DISINFO: La centrale nucléaire de Zaporijia a été fortement attaquée par des drones par le régime de Kyiv.
SUMMARY
Le 7 avril 2024, la centrale nucléaire de Zaporizhzhia dans la ville d'Enerhodar a été soumise à une série d'attaques de drones "sans précédent" par le régime de Kyiv.
À la suite de l'attaque, un camion déchargeant de la nourriture a été endommagé. Un autre impact a également été signalé dans la zone du port de chargement.
L'armée du régime de Kyiv a attaqué l'installation 20 minutes après que des experts de l'Agence internationale de l'énergie atomique (AIEA) aient traversé la zone comme prévu. Peu après, les Forces armées ukrainiennes ont également attaqué le dôme du sixième réacteur de la centrale nucléaire de Zaporizhzhia
RESPONSE
Récit récurrent de désinformation pro-Kremlin concernant les questions nucléaires dans le contexte de l'invasion de l'Ukraine par la Russie.
Il n'existe aucune preuve soutenant l'affirmation selon laquelle c'était l'Ukraine qui aurait attaqué la centrale nucléaire de Zaporizhzhia avec des drones le 7 avril 2024. Le gouvernement ukrainien a constamment appelé à la protection de l'installation pour éviter les dangers.
Ces accusations contre l'Ukraine visent à dissimuler le chantage nucléaire du Kremlin contre l'Ukraine et l'Occident, y compris des menaces d'utilisation de armes nucléaires tactiques et des préparatifs pour une catastrophe nucléaire délibérée à la centrale nucléaire de Zaporizhzhia contrôlée par la Russie.
L'agence de surveillance atomique de l'ONU a condamné la frappe par drone sur l'un des six réacteurs nucléaires de la centrale nucléaire de Zaporizhzhia contrôlée par la Russie en Ukraine, déclarant que de telles attaques "augmentent considérablement le risque d'un accident nucléaire majeur." Rafael Mariano Grossi, le directeur de l'agence de surveillance atomique de l'ONU, a confirmé qu'au moins trois frappes directes contre les structures de confinement du réacteur principal de la ZNPP avaient eu lieu. "Cela ne peut pas se produire," a-t-il déclaré. L'Agence internationale de l'énergie atomique de l'ONU n'a pas attribué de blâme.
C'est la première fois que la machine de manipulation et de désinformation du Kremlin utilise une peur bien ancrée et raisonnable d'une catastrophe nucléaire pour faire avancer ses objectifs politiques et militaires en Ukraine. Des sources pro-Kremlin ont déjà accusé l'Ukraine de construire une bombe nucléaire sale ou de réaliser une provocation à la centrale nucléaire de Zaporizhzhia.

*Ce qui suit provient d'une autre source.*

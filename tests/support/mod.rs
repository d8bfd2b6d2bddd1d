// tests/support/mod.rs
// Shared test doubles and helpers used by multiple integration test binaries.
// Individual test crates use different subsets, so allow dead_code here to
// keep CI output clean.
#[allow(dead_code, unused_imports)]
pub mod helpers;

#[allow(dead_code, unused_imports)]
pub mod mocks;

#[allow(unused_imports)]
pub use helpers::*;
#[allow(unused_imports)]
pub use mocks::*;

Il ne serait pas surprenant qu'une opération sous faux drapeau russe soit derrière les incidents. En fait, la Russie a adopté de nombreuses actions imprudentes concernant cette installation, y compris placer du matériel militaire et des troupes à l'intérieur de ses locaux, utiliser ses environs comme base pour des attaques de roquettes et de missiles, et interrompre sa ligne électrique. De plus, la Russie a rejeté les propositions de l'ONU visant à démilitariser les zones environnantes de la centrale, car elle menait délibérément une campagne de peur concernant les risques d'une catastrophe nucléaire afin de faire avancer ses objectifs en Ukraine.
Voir des cas de désinformation similaires affirmant que Zelenskyy est poussé à attaquer la centrale de Zaporizhzhia, que le Royaume-Uni supervise la préparation d'une provocation à la centrale nucléaire de Zaporizhzhia par Kiev, que l'Ukraine pourrait faire exploser le site nucléaire de Zaporizhzhia pour couvrir l'échec de la contre-offensive, que les États-Unis veulent préparer le monde à une provocation à la centrale de Zaporizhzhia, que l'Ukraine effectuera une attaque nucléaire avec l'aide britannique pour impliquer l'OTAN dans la guerre, que Kiev se prépare à attaquer la centrale nucléaire de Zaporizhzhia, ou que l'Ukraine fera chanter la Russie en mettant en place une seconde catastrophe nucléaire de Tchernobyl.